* [Problem to work on]: Return each line of the material verbatim.

* [Recorded data]:
//! Atomic file operations.
//!
//! Every durable document is written through [`write_file_atomic`]:
//! - temporary file in the target directory, fsync, then rename
//! - bounded retry with exponential backoff for transient contention
//! - retry count reported back so callers can emit `WARN-IO-RETRY`
//!
//! Append-only logs (evidence, audit) use [`append_line`], which fsyncs after
//! each record.

use camino::Utf8Path;
use std::fs::{self, OpenOptions};
use std::io::{self, ErrorKind, Write};
use std::thread;
use std::time::Duration;
use tempfile::NamedTempFile;

use crate::error::FsError;

/// Attempts made before a transient failure is surfaced.
pub const MAX_WRITE_ATTEMPTS: u32 = 4;
const INITIAL_DELAY_MS: u64 = 10;
const MAX_TOTAL_DELAY_MS: u64 = 250;

/// Result of an atomic write operation
#[derive(Debug, Clone, Default, PartialEq, Eq)]
pub struct AtomicWriteResult {
    /// Number of retries after transient failures
    pub retry_count: u32,
    /// Human-readable notes about each retry
    pub warnings: Vec<String>,
}

/// Atomically replace `path` with `content`.
///
/// Normalizes line endings to LF before writing.
pub fn write_file_atomic(path: &Utf8Path, content: &str) -> Result<AtomicWriteResult, FsError> {
    write_bytes_atomic(path, normalize_line_endings(content).as_bytes())
}

/// Atomically replace `path` with raw `bytes`.
pub fn write_bytes_atomic(path: &Utf8Path, bytes: &[u8]) -> Result<AtomicWriteResult, FsError> {
    let parent = path.parent().unwrap_or_else(|| Utf8Path::new("."));
    ensure_parent(parent)?;

    let mut result = AtomicWriteResult::default();
    let mut delay_ms = INITIAL_DELAY_MS;
    let mut total_delay_ms = 0;

    loop {
        match try_write(parent, path, bytes) {
            Ok(()) => return Ok(result),
            Err(err) if is_transient(&err) => {
                let attempts = result.retry_count + 1;
                if attempts >= MAX_WRITE_ATTEMPTS || total_delay_ms >= MAX_TOTAL_DELAY_MS {
                    return Err(FsError::RetriesExhausted {
                        path: path.to_string(),
                        attempts,
                        source: err,
                    });
                }
                tracing::warn!(path = %path, attempt = attempts, error = %err, "transient write failure, retrying");
                result
                    .warnings
                    .push(format!("Write to {path} retried after transient error: {err}"));
                result.retry_count = attempts;
                thread::sleep(Duration::from_millis(delay_ms));
                total_delay_ms += delay_ms;
                delay_ms *= 2;
            }
            Err(err) => {
                return Err(FsError::Write {
                    path: path.to_string(),
                    source: err,
                });
            }
        }
    }
}

fn try_write(dir: &Utf8Path, target: &Utf8Path, bytes: &[u8]) -> io::Result<()> {
    let mut temp = NamedTempFile::new_in(dir)?;
    temp.write_all(bytes)?;
    temp.as_file().sync_all()?;
    temp.persist(target.as_std_path()).map_err(|e| e.error)?;
    Ok(())
}

/// Append one line to a log file and fsync it.
///
/// A trailing newline is added. Lines containing a newline are rejected so
/// each record stays on exactly one line.
pub fn append_line(path: &Utf8Path, line: &str) -> Result<(), FsError> {
    if line.contains('\n') {
        return Err(FsError::Write {
            path: path.to_string(),
            source: io::Error::new(ErrorKind::InvalidInput, "record spans multiple lines"),
        });
    }
    if let Some(parent) = path.parent() {
        ensure_parent(parent)?;
    }
    let write = || -> io::Result<()> {
        let mut file = OpenOptions::new().create(true).append(true).open(path)?;
        file.write_all(line.as_bytes())?;
        file.write_all(b"\n")?;
        file.sync_all()
    };
    write().map_err(|source| FsError::Write {
        path: path.to_string(),
        source,
    })
}

/// Read a file to string, mapping `NotFound` to `Ok(None)`.
pub fn read_optional(path: &Utf8Path) -> Result<Option<String>, FsError> {
    match fs::read_to_string(path) {
        Ok(content) => Ok(Some(content)),
        Err(e) if e.kind() == ErrorKind::NotFound => Ok(None),
        Err(source) => Err(FsError::Read {
            path: path.to_string(),
            source,
        }),
    }
}

fn ensure_parent(dir: &Utf8Path) -> Result<(), FsError> {
    if dir.as_str().is_empty() {
        return Ok(());
    }
    match fs::create_dir_all(dir) {
        Ok(()) => Ok(()),
        Err(e) if e.kind() == ErrorKind::AlreadyExists => Ok(()),
        Err(source) => Err(FsError::CreateDir {
            path: dir.to_string(),
            source,
        }),
    }
}

fn is_transient(err: &io::Error) -> bool {
    matches!(
        err.kind(),
        ErrorKind::PermissionDenied
            | ErrorKind::WouldBlock
            | ErrorKind::Interrupted
            | ErrorKind::TimedOut
            | ErrorKind::ResourceBusy
    )
}

fn normalize_line_endings(content: &str) -> String {
    content.replace("\r\n", "\n").replace('\r', "\n")
}

#[cfg(test)]
mod tests {
    use super::*;
    use camino::Utf8PathBuf;
    use tempfile::TempDir;

    fn utf8(dir: &TempDir) -> Utf8PathBuf {
        Utf8PathBuf::from_path_buf(dir.path().to_path_buf()).unwrap()
    }

    #[test]
    fn test_write_creates_parent_and_replaces() {
        let dir = TempDir::new().unwrap();
        let path = utf8(&dir).join("nested/deeper/state.json");

        let result = write_file_atomic(&path, "first").unwrap();
        assert_eq!(result.retry_count, 0);
        assert!(result.warnings.is_empty());
        write_file_atomic(&path, "second").unwrap();

        assert_eq!(fs::read_to_string(&path).unwrap(), "second");
    }

    #[test]
    fn test_line_endings_normalized() {
        let dir = TempDir::new().unwrap();
        let path = utf8(&dir).join("crlf.txt");
        write_file_atomic(&path, "a\r\nb\rc").unwrap();
        assert_eq!(fs::read_to_string(&path).unwrap(), "a\nb\nc");
    }

    #[test]
    fn test_no_temp_files_left_behind() {
        let dir = TempDir::new().unwrap();
        let root = utf8(&dir);
        write_bytes_atomic(&root.join("x.bin"), b"\x00\x01").unwrap();
        let entries: Vec<_> = fs::read_dir(&root).unwrap().collect();
        assert_eq!(entries.len(), 1);
    }

    #[test]
    fn test_append_line_appends() {
        let dir = TempDir::new().unwrap();
        let path = utf8(&dir).join("log.jsonl");
        append_line(&path, "{\"a\":1}").unwrap();
        append_line(&path, "{\"a\":2}").unwrap();
        assert_eq!(
            fs::read_to_string(&path).unwrap(),
            "{\"a\":1}\n{\"a\":2}\n"
        );
    }

    #[test]
    fn test_append_line_rejects_multiline() {
        let dir = TempDir::new().unwrap();
        let path = utf8(&dir).join("log.jsonl");
        assert!(append_line(&path, "a\nb").is_err());
    }

    #[test]
    fn test_read_optional_missing_is_none() {
        let dir = TempDir::new().unwrap();
        assert!(read_optional(&utf8(&dir).join("absent")).unwrap().is_none());
    }
}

* [Answer box]:
//! Atomic file operations.
//!
//! Every durable document is written through [`write_file_atomic`]:
//! - temporary file in the target directory, fsync, then rename
//! - bounded retry with exponential backoff for transient contention
//! - retry count reported back so callers can emit `WARN-IO-RETRY`
//!
//! Append-only logs (evidence, audit) use [`append_line`], which fsyncs after
//! each record.

use camino::Utf8Path;
use std::fs::{self, OpenOptions};
use std::io::{self, ErrorKind, Write};
use std::thread;
use std::time::Duration;
use tempfile::NamedTempFile;

use crate::error::FsError;

/// Attempts made before a transient failure is surfaced.
pub const MAX_WRITE_ATTEMPTS: u32 = 4;
const INITIAL_DELAY_MS: u64 = 10;
const MAX_TOTAL_DELAY_MS: u64 = 250;

/// Result of an atomic write operation
#[derive(Debug, Clone, Default, PartialEq, Eq)]
pub struct AtomicWriteResult {
    /// Number of retries after transient failures
    pub retry_count: u32,
    /// Human-readable notes about each retry
    pub warnings: Vec<String>,
}

/// Atomically replace `path` with `content`.
///
/// Normalizes line endings to LF before writing.
pub fn write_file_atomic(path: &Utf8Path, content: &str) -> Result<AtomicWriteResult, FsError> {
    write_bytes_atomic(path, normalize_line_endings(content).as_bytes())
}

/// Atomically replace `path` with raw `bytes`.
pub fn write_bytes_atomic(path: &Utf8Path, bytes: &[u8]) -> Result<AtomicWriteResult, FsError> {
    let parent = path.parent().unwrap_or_else(|| Utf8Path::new("."));
    ensure_parent(parent)?;

    let mut result = AtomicWriteResult::default();
    let mut delay_ms = INITIAL_DELAY_MS;
    let mut total_delay_ms = 0;

    loop {
        match try_write(parent, path, bytes) {
            Ok(()) => return Ok(result),
            Err(err) if is_transient(&err) => {
                let attempts = result.retry_count + 1;
                if attempts >= MAX_WRITE_ATTEMPTS || total_delay_ms >= MAX_TOTAL_DELAY_MS {
                    return Err(FsError::RetriesExhausted {
                        path: path.to_string(),
                        attempts,
                        source: err,
                    });
                }
                tracing::warn!(path = %path, attempt = attempts, error = %err, "transient write failure, retrying");
                result
                    .warnings
                    .push(format!("Write to {path} retried after transient error: {err}"));
                result.retry_count = attempts;
                thread::sleep(Duration::from_millis(delay_ms));
                total_delay_ms += delay_ms;
                delay_ms *= 2;
            }
            Err(err) => {
                return Err(FsError::Write {
                    path: path.to_string(),
                    source: err,
                });
            }
        }
    }
}

fn try_write(dir: &Utf8Path, target: &Utf8Path, bytes: &[u8]) -> io::Result<()> {
    let mut temp = NamedTempFile::new_in(dir)?;
    temp.write_all(bytes)?;
    temp.as_file().sync_all()?;
    temp.persist(target.as_std_path()).map_err(|e| e.error)?;
    Ok(())
}

/// Append one line to a log file and fsync it.
///
/// A trailing newline is added. Lines containing a newline are rejected so
/// each record stays on exactly one line.
pub fn append_line(path: &Utf8Path, line: &str) -> Result<(), FsError> {
    if line.contains('\n') {
        return Err(FsError::Write {
            path: path.to_string(),
            source: io::Error::new(ErrorKind::InvalidInput, "record spans multiple lines"),
        });
    }
    if let Some(parent) = path.parent() {
        ensure_parent(parent)?;
    }
    let write = || -> io::Result<()> {
        let mut file = OpenOptions::new().create(true).append(true).open(path)?;
        file.write_all(line.as_bytes())?;
        file.write_all(b"\n")?;
        file.sync_all()
    };
    write().map_err(|source| FsError::Write {
        path: path.to_string(),
        source,
    })
}

/// Read a file to string, mapping `NotFound` to `Ok(None)`.
pub fn read_optional(path: &Utf8Path) -> Result<Option<String>, FsError> {
    match fs::read_to_string(path) {
        Ok(content) => Ok(Some(content)),
        Err(e) if e.kind() == ErrorKind::NotFound => Ok(None),
        Err(source) => Err(FsError::Read {
            path: path.to_string(),
            source,
        }),
    }
}

fn ensure_parent(dir: &Utf8Path) -> Result<(), FsError> {
    if dir.as_str().is_empty() {
        return Ok(());
    }
    match fs::create_dir_all(dir) {
        Ok(()) => Ok(()),
        Err(e) if e.kind() == ErrorKind::AlreadyExists => Ok(()),
        Err(source) => Err(FsError::CreateDir {
            path: dir.to_string(),
            source,
        }),
    }
}

fn is_transient(err: &io::Error) -> bool {
    matches!(
        err.kind(),
        ErrorKind::PermissionDenied
            | ErrorKind::WouldBlock
            | ErrorKind::Interrupted
            | ErrorKind::TimedOut
            | ErrorKind::ResourceBusy
    )
}

fn normalize_line_endings(content: &str) -> String {
    content.replace("\r\n", "\n").replace('\r', "\n")
}

#[cfg(test)]
mod tests {
    use super::*;
    use camino::Utf8PathBuf;
    use tempfile::TempDir;

    fn utf8(dir: &TempDir) -> Utf8PathBuf {
        Utf8PathBuf::from_path_buf(dir.path().to_path_buf()).unwrap()
    }

    #[test]
    fn test_write_creates_parent_and_replaces() {
        let dir = TempDir::new().unwrap();
        let path = utf8(&dir).join("nested/deeper/state.json");

        let result = write_file_atomic(&path, "first").unwrap();
        assert_eq!(result.retry_count, 0);
        assert!(result.warnings.is_empty());
        write_file_atomic(&path, "second").unwrap();

        assert_eq!(fs::read_to_string(&path).unwrap(), "second");
    }

    #[test]
    fn test_line_endings_normalized() {
        let dir = TempDir::new().unwrap();
        let path = utf8(&dir).join("crlf.txt");
        write_file_atomic(&path, "a\r\nb\rc").unwrap();
        assert_eq!(fs::read_to_string(&path).unwrap(), "a\nb\nc");
    }

    #[test]
    fn test_no_temp_files_left_behind() {
        let dir = TempDir::new().unwrap();
        let root = utf8(&dir);
        write_bytes_atomic(&root.join("x.bin"), b"\x00\x01").unwrap();
        let entries: Vec<_> = fs::read_dir(&root).unwrap().collect();
        assert_eq!(entries.len(), 1);
    }

    #[test]
    fn test_append_line_appends() {
        let dir = TempDir::new().unwrap();
        let path = utf8(&dir).join("log.jsonl");
        append_line(&path, "{\"a\":1}").unwrap();
        append_line(&path, "{\"a\":2}").unwrap();
        assert_eq!(
            fs::read_to_string(&path).unwrap(),
            "{\"a\":1}\n{\"a\":2}\n"
        );
    }

    #[test]
    fn test_append_line_rejects_multiline() {
        let dir = TempDir::new().unwrap();
        let path = utf8(&dir).join("log.jsonl");
        assert!(append_line(&path, "a\nb").is_err());
    }

    #[test]
    fn test_read_optional_missing_is_none() {
        let dir = TempDir::new().unwrap();
        assert!(read_optional(&utf8(&dir).join("absent")).unwrap().is_none());
    }
}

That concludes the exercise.